**Stored items:**
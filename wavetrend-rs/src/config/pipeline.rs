//! Pipeline configuration

use crate::config::WaveTrendConfig;
use crate::data::Timeframe;
use crate::error::CoreError;
use serde::{Deserialize, Serialize};

/// Signal pipeline configuration
#[derive(Debug, Clone, PartialEq, Serialize, Deserialize)]
#[serde(default)]
pub struct PipelineConfig {
    /// Wave Trend parameters and thresholds
    pub wave_trend: WaveTrendConfig,
    /// Timeframes aggregated for every instrument
    pub timeframes: Vec<Timeframe>,
    /// Trailing bars replayed on every recomputation
    pub window: usize,
    /// Bars retained per series
    pub max_bars: usize,
    /// Fast SMA period for the trend reading
    pub sma_fast: usize,
    /// Slow SMA period for the trend reading
    pub sma_slow: usize,
    /// RSI period
    pub rsi_period: usize,
}

impl Default for PipelineConfig {
    fn default() -> Self {
        Self {
            wave_trend: WaveTrendConfig::default(),
            timeframes: vec![
                Timeframe::minutes(1),
                Timeframe::minutes(5),
                Timeframe::minutes(15),
                Timeframe::hours(1),
                Timeframe::hours(4),
            ],
            window: 500,
            max_bars: 500,
            sma_fast: 50,
            sma_slow: 200,
            rsi_period: 14,
        }
    }
}

impl PipelineConfig {
    pub fn validate(&self) -> Result<(), CoreError> {
        self.wave_trend.validate()?;

        if self.timeframes.is_empty() {
            return Err(CoreError::InvalidConfig("at least one timeframe is required".to_string()));
        }
        let required = self.wave_trend.required_bars();
        if self.window < required {
            return Err(CoreError::InvalidConfig(format!(
                "window {} is shorter than the {} bars Wave Trend needs",
                self.window, required
            )));
        }
        if self.max_bars < self.window {
            return Err(CoreError::InvalidConfig(format!(
                "max_bars {} is smaller than window {}",
                self.max_bars, self.window
            )));
        }
        if self.sma_fast == 0 || self.sma_slow == 0 || self.rsi_period == 0 {
            return Err(CoreError::InvalidConfig(
                "sma_fast, sma_slow and rsi_period must be at least 1".to_string(),
            ));
        }
        if self.window < self.wave_trend.min_stable_window() {
            tracing::warn!(
                "window {} is below the {} bars needed for a stable EMA seed",
                self.window,
                self.wave_trend.min_stable_window()
            );
        }

        Ok(())
    }
}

**WORK TO COMPLETE:** Using the data above, reproduce every line exactly.

**SOLUTION BELOW:**
filename wavetrend-rs/src/config/pipeline.rs
//! Pipeline configuration

use crate::config::WaveTrendConfig;
use crate::data::Timeframe;
use crate::error::CoreError;
use serde::{Deserialize, Serialize};

/// Signal pipeline configuration
#[derive(Debug, Clone, PartialEq, Serialize, Deserialize)]
#[serde(default)]
pub struct PipelineConfig {
    /// Wave Trend parameters and thresholds
    pub wave_trend: WaveTrendConfig,
    /// Timeframes aggregated for every instrument
    pub timeframes: Vec<Timeframe>,
    /// Trailing bars replayed on every recomputation
    pub window: usize,
    /// Bars retained per series
    pub max_bars: usize,
    /// Fast SMA period for the trend reading
    pub sma_fast: usize,
    /// Slow SMA period for the trend reading
    pub sma_slow: usize,
    /// RSI period
    pub rsi_period: usize,
}

impl Default for PipelineConfig {
    fn default() -> Self {
        Self {
            wave_trend: WaveTrendConfig::default(),
            timeframes: vec![
                Timeframe::minutes(1),
                Timeframe::minutes(5),
                Timeframe::minutes(15),
                Timeframe::hours(1),
                Timeframe::hours(4),
            ],
            window: 500,
            max_bars: 500,
            sma_fast: 50,
            sma_slow: 200,
            rsi_period: 14,
        }
    }
}

impl PipelineConfig {
    pub fn validate(&self) -> Result<(), CoreError> {
        self.wave_trend.validate()?;

        if self.timeframes.is_empty() {
            return Err(CoreError::InvalidConfig("at least one timeframe is required".to_string()));
        }
        let required = self.wave_trend.required_bars();
        if self.window < required {
            return Err(CoreError::InvalidConfig(format!(
                "window {} is shorter than the {} bars Wave Trend needs",
                self.window, required
            )));
        }
        if self.max_bars < self.window {
            return Err(CoreError::InvalidConfig(format!(
                "max_bars {} is smaller than window {}",
                self.max_bars, self.window
            )));
        }
        if self.sma_fast == 0 || self.sma_slow == 0 || self.rsi_period == 0 {
            return Err(CoreError::InvalidConfig(
                "sma_fast, sma_slow and rsi_period must be at least 1".to_string(),
            ));
        }
        if self.window < self.wave_trend.min_stable_window() {
            tracing::warn!(
                "window {} is below the {} bars needed for a stable EMA seed",
                self.window,
                self.wave_trend.min_stable_window()
            );
        }

        Ok(())
    }
}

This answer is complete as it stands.